Stored data entries
=== Begin Enclosure ===

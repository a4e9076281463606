//! # RouteCache Core
//!
//! Route-addressed publish/subscribe used to invalidate cached responses.
//!
//! Cache keys are hierarchical addresses such as `/users/123`. Readers
//! subscribe to the address they cached (or to a group pattern such as
//! `/users/:id` or `/users/*`); writers publish the address they changed and
//! every matching subscriber is told which keys to drop.
//!
//! ## Example
//!
//! ```
//! use std::sync::{Arc, Mutex};
//! use routecache_core::{RouteChannel, RouteSyntax};
//!
//! let channel: RouteChannel<()> = RouteChannel::new(RouteSyntax::default()).unwrap();
//! let evicted = Arc::new(Mutex::new(Vec::new()));
//!
//! let sink = Arc::clone(&evicted);
//! channel.on("/users/124/news/0", move |notification| {
//!     sink.lock().unwrap().extend(notification.keys);
//! });
//!
//! // nobody subscribed to the glob itself, it is matched against literals
//! channel.publish("/users/*/news/*", false, &());
//!
//! assert_eq!(
//!     *evicted.lock().unwrap(),
//!     vec!["/users/*/news/*".to_string(), "/users/124/news/0".to_string()]
//! );
//! ```

pub mod channel;
pub mod error;
pub mod matcher;
pub mod registry;
pub mod syntax;

// Re-exports
pub use channel::{Notification, RouteChannel};
pub use error::{Result, RouteError};
pub use registry::{Callback, SubscriberId, SubscriptionRegistry};
pub use syntax::RouteSyntax;

/// Returns the crate version.
pub fn version() -> &'static str {
    env!("CARGO_PKG_VERSION")
}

=== End Enclosure ===

Exercise objective -
Each record must be returned in full and exactly.

Answer space -
repository a4e9076281463606
//! # RouteCache Core
//!
//! Route-addressed publish/subscribe used to invalidate cached responses.
//!
//! Cache keys are hierarchical addresses such as `/users/123`. Readers
//! subscribe to the address they cached (or to a group pattern such as
//! `/users/:id` or `/users/*`); writers publish the address they changed and
//! every matching subscriber is told which keys to drop.
//!
//! ## Example
//!
//! ```
//! use std::sync::{Arc, Mutex};
//! use routecache_core::{RouteChannel, RouteSyntax};
//!
//! let channel: RouteChannel<()> = RouteChannel::new(RouteSyntax::default()).unwrap();
//! let evicted = Arc::new(Mutex::new(Vec::new()));
//!
//! let sink = Arc::clone(&evicted);
//! channel.on("/users/124/news/0", move |notification| {
//!     sink.lock().unwrap().extend(notification.keys);
//! });
//!
//! // nobody subscribed to the glob itself, it is matched against literals
//! channel.publish("/users/*/news/*", false, &());
//!
//! assert_eq!(
//!     *evicted.lock().unwrap(),
//!     vec!["/users/*/news/*".to_string(), "/users/124/news/0".to_string()]
//! );
//! ```

pub mod channel;
pub mod error;
pub mod matcher;
pub mod registry;
pub mod syntax;

// Re-exports
pub use channel::{Notification, RouteChannel};
pub use error::{Result, RouteError};
pub use registry::{Callback, SubscriberId, SubscriptionRegistry};
pub use syntax::RouteSyntax;

/// Returns the crate version.
pub fn version() -> &'static str {
    env!("CARGO_PKG_VERSION")
}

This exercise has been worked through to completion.